• Stored data
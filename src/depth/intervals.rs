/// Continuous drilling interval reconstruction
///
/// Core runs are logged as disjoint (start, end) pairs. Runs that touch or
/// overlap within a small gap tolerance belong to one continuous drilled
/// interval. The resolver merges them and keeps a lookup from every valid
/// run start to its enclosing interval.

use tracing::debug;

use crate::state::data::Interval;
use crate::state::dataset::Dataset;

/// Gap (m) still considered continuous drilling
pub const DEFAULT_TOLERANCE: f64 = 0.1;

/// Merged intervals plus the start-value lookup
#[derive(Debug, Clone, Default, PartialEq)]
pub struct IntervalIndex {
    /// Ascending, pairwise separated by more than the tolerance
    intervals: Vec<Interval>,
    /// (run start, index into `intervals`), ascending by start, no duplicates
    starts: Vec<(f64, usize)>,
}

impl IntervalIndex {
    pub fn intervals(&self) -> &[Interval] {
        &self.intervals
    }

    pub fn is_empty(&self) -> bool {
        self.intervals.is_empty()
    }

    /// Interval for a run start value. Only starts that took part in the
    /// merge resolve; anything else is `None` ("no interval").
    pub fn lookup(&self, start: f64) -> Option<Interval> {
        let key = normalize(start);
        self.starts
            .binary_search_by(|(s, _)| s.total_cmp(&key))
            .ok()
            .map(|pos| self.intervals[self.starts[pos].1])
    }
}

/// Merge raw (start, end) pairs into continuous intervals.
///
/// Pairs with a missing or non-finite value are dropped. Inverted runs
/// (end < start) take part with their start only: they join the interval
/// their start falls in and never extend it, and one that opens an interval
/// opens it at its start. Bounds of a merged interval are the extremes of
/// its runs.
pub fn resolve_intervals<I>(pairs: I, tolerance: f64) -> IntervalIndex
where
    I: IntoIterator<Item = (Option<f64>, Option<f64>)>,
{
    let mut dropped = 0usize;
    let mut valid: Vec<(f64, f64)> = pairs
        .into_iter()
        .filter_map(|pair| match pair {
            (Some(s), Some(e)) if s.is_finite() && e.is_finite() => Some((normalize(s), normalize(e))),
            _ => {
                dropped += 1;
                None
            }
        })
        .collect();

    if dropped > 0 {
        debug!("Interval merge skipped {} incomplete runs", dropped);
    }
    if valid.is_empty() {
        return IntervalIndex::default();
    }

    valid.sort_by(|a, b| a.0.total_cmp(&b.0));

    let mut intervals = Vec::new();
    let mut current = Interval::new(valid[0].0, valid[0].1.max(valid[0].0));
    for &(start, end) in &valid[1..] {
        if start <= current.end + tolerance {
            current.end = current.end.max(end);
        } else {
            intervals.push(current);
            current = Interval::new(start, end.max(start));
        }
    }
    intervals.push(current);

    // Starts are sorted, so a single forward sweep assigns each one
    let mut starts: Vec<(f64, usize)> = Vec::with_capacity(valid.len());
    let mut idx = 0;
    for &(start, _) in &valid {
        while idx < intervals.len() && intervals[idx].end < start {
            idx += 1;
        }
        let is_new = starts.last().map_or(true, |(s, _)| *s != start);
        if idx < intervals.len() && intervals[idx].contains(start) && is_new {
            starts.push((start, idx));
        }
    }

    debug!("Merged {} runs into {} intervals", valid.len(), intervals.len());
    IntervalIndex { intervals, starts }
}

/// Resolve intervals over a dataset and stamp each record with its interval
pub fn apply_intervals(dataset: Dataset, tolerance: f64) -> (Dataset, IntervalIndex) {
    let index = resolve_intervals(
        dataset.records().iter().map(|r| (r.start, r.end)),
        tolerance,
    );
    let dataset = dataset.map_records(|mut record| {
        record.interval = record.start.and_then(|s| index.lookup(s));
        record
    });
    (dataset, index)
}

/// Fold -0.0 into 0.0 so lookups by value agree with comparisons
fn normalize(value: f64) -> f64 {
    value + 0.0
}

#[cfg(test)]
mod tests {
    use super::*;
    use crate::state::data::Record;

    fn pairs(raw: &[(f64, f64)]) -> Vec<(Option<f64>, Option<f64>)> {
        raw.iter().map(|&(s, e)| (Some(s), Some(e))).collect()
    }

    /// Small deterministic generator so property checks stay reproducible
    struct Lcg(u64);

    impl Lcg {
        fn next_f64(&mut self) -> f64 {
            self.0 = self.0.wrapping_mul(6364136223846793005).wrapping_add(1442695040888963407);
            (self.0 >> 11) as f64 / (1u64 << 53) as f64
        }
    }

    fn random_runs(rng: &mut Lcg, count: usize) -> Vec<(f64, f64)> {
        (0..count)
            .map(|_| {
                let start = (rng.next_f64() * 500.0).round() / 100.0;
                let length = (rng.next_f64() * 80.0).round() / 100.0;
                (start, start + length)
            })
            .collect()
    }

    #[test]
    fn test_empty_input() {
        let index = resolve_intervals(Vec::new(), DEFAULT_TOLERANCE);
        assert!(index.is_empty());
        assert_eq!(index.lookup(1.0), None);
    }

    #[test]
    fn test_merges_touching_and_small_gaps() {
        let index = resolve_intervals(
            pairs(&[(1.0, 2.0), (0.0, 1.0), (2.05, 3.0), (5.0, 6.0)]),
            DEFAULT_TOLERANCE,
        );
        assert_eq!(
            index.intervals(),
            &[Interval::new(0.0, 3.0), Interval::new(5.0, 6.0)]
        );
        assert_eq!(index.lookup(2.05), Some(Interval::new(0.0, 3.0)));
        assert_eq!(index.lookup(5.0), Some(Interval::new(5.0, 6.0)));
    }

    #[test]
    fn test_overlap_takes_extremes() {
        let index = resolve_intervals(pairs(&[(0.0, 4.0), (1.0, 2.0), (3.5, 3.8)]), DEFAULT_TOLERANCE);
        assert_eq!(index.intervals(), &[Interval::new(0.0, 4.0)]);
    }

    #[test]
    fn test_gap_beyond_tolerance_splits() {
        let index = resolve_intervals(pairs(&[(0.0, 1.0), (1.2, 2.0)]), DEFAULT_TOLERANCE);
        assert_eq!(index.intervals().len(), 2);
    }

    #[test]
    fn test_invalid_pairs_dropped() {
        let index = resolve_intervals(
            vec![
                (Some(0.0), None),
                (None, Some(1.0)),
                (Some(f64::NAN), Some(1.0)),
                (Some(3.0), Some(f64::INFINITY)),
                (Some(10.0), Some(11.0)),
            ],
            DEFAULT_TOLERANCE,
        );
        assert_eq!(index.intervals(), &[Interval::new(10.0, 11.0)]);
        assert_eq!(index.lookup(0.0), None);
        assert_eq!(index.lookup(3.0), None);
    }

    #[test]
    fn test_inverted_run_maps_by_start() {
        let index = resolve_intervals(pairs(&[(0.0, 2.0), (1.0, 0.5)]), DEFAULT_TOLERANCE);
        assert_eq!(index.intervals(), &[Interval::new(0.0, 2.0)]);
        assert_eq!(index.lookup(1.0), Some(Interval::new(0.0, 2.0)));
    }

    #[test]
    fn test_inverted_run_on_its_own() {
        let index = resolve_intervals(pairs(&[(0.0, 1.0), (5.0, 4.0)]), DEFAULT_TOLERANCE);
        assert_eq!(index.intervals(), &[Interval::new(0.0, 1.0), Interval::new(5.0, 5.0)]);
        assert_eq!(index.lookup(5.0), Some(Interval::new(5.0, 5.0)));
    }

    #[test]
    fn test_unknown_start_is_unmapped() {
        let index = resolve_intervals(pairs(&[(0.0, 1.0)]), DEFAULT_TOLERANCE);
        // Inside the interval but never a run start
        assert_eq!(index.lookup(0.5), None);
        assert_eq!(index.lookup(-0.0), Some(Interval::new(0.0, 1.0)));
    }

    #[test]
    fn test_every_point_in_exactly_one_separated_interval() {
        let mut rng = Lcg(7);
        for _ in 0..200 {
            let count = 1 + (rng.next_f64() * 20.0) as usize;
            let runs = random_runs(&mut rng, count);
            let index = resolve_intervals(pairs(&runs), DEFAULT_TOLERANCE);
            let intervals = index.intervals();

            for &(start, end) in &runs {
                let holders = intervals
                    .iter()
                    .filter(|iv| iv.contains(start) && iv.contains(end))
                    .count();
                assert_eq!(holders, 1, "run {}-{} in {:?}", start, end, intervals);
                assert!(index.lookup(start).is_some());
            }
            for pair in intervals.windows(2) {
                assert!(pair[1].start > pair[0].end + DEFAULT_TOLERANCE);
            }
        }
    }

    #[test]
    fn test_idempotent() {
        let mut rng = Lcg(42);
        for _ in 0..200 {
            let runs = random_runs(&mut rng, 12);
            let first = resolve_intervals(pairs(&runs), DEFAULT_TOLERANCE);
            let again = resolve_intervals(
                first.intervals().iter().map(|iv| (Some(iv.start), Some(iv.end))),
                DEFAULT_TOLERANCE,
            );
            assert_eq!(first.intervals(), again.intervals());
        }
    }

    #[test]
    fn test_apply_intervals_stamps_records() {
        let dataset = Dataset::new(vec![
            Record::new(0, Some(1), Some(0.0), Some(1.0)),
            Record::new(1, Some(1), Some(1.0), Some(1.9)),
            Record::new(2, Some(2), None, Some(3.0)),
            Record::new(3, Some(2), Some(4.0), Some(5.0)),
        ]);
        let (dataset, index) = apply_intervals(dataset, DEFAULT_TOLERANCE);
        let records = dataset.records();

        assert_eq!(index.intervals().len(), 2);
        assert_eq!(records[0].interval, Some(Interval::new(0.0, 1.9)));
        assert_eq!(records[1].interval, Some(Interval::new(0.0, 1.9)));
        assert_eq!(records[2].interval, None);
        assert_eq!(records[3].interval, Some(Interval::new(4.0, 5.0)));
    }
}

* * *

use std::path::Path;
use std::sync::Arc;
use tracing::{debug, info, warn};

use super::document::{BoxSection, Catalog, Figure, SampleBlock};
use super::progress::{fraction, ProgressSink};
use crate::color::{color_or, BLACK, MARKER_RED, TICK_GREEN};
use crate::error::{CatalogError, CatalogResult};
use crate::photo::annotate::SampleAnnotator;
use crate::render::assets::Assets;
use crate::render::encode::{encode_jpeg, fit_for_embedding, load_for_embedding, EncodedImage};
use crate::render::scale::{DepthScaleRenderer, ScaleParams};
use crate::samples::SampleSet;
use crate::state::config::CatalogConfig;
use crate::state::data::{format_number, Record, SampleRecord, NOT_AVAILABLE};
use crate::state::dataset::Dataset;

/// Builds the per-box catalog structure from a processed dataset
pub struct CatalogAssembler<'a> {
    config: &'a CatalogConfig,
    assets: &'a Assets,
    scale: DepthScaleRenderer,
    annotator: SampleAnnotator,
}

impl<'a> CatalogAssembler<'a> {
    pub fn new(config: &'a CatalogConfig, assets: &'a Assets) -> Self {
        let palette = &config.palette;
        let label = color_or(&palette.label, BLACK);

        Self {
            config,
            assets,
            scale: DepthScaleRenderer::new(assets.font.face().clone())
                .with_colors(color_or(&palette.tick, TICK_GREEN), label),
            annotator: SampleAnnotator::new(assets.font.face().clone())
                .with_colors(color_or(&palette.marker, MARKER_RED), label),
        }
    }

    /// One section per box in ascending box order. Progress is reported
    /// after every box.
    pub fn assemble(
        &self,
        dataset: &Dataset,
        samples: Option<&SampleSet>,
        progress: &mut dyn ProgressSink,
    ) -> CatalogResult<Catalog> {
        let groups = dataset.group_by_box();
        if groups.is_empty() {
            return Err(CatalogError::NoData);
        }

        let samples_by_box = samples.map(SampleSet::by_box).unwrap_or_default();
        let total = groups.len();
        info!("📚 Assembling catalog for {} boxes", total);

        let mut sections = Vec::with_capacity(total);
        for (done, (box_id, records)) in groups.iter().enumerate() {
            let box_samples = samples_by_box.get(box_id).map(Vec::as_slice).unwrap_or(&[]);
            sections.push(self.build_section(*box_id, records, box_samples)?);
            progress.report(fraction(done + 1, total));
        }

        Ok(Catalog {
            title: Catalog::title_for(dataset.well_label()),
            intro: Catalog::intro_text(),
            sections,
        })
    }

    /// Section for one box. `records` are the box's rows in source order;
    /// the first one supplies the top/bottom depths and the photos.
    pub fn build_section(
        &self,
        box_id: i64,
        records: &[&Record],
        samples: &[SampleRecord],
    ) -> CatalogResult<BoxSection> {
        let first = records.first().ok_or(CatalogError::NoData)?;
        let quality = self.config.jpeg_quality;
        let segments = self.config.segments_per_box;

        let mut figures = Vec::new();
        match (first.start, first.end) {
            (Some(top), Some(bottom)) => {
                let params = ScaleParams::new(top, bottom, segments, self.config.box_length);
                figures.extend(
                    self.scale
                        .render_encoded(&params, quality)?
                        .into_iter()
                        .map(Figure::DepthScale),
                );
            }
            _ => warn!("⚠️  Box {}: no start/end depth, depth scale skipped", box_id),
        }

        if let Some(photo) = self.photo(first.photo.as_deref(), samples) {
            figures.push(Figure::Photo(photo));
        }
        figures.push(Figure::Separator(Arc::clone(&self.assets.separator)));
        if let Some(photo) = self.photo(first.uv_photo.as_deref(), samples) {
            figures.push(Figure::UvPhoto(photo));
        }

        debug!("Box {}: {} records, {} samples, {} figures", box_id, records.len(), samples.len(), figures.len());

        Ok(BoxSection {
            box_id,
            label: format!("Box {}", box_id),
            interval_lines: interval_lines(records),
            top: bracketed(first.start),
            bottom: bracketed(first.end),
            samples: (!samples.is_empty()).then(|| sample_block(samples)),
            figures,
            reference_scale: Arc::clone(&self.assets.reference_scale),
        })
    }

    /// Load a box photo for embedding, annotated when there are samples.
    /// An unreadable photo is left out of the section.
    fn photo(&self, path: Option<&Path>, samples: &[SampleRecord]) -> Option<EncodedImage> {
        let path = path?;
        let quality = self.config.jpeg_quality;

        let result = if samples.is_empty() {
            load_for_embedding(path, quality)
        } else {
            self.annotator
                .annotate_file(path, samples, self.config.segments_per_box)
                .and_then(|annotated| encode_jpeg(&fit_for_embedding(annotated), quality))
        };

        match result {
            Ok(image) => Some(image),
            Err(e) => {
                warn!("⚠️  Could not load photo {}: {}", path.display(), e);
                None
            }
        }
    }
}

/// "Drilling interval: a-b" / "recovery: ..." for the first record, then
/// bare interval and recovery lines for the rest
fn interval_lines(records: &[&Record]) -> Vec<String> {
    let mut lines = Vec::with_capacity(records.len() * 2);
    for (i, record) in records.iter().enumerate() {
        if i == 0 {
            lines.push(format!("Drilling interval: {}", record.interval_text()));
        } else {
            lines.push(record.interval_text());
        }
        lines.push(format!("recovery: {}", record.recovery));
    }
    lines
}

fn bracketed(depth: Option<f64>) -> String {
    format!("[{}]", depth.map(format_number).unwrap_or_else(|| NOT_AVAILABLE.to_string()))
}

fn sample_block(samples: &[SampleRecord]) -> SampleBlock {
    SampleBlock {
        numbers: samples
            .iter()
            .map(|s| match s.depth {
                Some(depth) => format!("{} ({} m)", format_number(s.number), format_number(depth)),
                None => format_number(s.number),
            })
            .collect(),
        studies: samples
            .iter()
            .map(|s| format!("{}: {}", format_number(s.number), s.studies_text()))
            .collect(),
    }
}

* * *

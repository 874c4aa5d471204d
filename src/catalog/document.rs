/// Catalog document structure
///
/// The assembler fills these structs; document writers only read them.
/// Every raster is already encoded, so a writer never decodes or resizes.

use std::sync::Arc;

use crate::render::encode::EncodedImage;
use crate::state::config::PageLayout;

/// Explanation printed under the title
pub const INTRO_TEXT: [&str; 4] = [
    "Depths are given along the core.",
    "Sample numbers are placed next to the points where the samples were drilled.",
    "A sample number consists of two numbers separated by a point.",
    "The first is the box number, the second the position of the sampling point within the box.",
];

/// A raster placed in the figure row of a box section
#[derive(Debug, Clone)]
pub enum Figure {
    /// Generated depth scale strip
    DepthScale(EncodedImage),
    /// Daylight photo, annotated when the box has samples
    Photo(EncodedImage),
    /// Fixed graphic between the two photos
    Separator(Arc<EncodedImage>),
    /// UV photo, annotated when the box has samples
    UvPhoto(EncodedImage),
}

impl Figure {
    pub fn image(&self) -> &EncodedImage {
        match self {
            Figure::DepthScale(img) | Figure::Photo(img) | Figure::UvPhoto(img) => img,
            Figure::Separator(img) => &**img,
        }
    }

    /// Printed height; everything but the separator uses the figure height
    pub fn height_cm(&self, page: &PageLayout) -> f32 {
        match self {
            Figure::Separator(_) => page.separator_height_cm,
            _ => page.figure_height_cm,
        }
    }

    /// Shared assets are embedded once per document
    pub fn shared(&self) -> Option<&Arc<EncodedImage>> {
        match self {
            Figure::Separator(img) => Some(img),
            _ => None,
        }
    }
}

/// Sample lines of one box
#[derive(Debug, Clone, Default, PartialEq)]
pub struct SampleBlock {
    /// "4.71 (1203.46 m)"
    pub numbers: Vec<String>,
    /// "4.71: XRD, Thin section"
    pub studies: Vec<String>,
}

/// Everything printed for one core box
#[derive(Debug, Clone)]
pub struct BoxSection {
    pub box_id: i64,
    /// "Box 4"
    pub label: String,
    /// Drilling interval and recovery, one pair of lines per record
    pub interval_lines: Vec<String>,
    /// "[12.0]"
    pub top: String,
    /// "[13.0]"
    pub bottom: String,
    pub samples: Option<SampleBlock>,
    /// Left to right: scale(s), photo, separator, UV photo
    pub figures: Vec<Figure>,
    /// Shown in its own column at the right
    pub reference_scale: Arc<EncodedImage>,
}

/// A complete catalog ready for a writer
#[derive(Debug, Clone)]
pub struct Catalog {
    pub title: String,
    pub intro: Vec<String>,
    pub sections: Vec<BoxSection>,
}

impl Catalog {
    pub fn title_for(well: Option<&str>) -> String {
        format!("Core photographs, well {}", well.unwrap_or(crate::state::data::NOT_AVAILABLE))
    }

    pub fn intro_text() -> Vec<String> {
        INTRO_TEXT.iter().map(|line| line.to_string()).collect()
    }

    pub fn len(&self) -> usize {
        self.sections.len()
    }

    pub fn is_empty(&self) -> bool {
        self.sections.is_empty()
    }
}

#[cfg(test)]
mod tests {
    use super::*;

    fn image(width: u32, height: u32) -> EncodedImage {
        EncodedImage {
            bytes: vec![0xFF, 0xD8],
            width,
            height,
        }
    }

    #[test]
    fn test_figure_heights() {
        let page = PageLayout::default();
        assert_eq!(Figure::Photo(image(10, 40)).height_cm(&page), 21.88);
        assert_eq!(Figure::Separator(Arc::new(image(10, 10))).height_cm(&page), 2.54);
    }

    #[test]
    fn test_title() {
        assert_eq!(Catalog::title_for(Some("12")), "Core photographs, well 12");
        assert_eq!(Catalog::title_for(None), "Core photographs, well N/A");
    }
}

• Aim of the task
Only the number should be given: how many lines in the data contain the string "CatalogAssembler".

• Exercise result
2